#### [DESCRIPTION OF THE TASK]
Below are records; count the lines that contain "PaymentStatus" and state only that count.
[THE RECORDS]
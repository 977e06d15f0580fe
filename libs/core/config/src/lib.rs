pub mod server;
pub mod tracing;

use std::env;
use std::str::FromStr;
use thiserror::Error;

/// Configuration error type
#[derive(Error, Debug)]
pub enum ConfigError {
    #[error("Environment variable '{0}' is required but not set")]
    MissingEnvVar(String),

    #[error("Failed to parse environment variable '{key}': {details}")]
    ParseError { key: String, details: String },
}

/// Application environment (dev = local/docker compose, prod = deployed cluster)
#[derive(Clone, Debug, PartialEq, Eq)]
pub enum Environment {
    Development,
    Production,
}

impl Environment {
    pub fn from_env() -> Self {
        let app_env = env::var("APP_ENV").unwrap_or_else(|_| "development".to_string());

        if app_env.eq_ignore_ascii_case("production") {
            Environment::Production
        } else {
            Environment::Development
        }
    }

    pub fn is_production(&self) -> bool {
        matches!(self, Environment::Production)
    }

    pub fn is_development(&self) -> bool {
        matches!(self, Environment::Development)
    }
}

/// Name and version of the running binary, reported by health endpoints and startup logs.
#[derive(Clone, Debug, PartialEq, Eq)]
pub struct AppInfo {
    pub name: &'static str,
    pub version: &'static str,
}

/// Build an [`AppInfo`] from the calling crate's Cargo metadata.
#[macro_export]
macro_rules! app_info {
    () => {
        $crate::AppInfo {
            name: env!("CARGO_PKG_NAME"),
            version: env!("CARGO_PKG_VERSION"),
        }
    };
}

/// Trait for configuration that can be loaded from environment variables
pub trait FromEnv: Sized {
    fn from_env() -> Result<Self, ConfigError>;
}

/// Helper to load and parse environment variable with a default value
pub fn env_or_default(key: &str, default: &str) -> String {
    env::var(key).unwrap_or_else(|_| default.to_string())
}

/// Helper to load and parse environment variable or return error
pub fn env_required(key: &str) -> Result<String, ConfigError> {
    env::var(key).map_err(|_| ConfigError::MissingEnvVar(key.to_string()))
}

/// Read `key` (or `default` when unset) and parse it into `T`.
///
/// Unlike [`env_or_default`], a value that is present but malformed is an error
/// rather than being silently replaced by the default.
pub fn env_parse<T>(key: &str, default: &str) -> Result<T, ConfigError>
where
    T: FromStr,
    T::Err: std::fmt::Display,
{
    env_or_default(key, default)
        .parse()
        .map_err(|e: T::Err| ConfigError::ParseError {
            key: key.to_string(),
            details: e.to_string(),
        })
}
[/THE RECORDS]
[THE RECORDS]
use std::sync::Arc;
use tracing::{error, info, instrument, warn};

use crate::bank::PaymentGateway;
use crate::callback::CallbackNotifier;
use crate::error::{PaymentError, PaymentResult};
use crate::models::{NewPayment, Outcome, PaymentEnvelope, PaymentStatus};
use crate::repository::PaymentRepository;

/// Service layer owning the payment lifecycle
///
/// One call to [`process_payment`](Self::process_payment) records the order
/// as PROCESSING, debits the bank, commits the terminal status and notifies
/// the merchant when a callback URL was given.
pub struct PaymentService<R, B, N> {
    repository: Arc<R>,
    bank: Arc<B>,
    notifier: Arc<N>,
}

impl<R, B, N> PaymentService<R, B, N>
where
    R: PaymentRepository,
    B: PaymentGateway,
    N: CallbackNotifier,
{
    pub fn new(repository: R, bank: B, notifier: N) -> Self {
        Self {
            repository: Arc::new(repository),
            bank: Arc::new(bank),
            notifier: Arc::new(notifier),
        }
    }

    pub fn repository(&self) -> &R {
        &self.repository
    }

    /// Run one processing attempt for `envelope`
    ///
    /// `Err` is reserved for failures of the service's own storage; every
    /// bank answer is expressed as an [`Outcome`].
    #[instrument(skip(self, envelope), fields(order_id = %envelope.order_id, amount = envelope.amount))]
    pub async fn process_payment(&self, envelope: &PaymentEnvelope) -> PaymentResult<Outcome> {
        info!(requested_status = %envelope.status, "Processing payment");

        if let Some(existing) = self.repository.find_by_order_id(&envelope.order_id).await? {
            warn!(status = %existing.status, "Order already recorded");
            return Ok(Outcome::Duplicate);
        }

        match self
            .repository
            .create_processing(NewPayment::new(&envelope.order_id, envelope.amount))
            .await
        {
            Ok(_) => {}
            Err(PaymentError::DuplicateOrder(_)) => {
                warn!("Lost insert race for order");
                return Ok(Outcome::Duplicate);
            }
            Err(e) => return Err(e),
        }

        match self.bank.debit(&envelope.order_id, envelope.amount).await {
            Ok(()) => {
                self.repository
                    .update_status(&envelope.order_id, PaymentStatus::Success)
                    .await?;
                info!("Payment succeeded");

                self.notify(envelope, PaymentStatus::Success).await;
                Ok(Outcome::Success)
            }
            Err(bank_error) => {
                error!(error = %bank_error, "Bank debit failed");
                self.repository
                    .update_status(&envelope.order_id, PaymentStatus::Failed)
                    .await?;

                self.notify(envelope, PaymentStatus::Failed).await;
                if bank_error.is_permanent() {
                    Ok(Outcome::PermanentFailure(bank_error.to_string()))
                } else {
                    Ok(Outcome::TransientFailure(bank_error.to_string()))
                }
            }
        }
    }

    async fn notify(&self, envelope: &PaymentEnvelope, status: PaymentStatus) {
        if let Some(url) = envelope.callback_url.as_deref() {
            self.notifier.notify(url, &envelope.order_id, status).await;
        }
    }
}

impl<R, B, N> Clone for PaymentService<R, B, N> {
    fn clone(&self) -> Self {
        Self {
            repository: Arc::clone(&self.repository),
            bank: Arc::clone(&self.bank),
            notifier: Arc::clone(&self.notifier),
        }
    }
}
[/THE RECORDS]
[THE RECORDS]
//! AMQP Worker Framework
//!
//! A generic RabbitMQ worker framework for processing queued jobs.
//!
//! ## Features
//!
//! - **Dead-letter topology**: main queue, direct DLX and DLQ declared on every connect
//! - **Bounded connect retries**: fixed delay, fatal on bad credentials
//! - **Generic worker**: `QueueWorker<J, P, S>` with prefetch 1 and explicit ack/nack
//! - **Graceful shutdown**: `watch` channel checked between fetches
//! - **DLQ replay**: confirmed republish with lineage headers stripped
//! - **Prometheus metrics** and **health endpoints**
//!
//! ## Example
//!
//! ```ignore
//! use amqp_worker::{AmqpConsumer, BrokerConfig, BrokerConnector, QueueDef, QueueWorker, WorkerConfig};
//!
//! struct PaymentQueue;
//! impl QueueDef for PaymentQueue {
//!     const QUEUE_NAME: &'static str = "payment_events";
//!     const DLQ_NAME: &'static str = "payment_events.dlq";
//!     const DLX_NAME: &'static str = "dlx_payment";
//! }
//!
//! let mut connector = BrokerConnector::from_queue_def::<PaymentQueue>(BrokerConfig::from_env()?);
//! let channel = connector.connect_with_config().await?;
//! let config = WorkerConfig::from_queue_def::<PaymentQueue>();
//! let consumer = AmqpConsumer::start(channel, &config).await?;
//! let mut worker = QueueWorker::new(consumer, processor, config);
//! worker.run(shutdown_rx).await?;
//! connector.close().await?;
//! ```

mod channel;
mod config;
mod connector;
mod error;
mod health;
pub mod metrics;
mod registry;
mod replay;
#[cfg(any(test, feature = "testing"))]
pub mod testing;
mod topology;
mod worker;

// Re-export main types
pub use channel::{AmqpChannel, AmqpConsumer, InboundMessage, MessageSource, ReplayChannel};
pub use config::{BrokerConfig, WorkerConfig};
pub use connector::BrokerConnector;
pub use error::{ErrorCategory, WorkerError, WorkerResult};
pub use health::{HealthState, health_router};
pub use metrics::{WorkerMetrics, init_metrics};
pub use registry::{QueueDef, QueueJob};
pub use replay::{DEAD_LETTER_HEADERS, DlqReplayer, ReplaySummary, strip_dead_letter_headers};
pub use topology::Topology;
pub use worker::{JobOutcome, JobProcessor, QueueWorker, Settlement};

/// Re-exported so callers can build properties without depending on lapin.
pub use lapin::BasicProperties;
[/THE RECORDS]
#### [RESPONSE]
6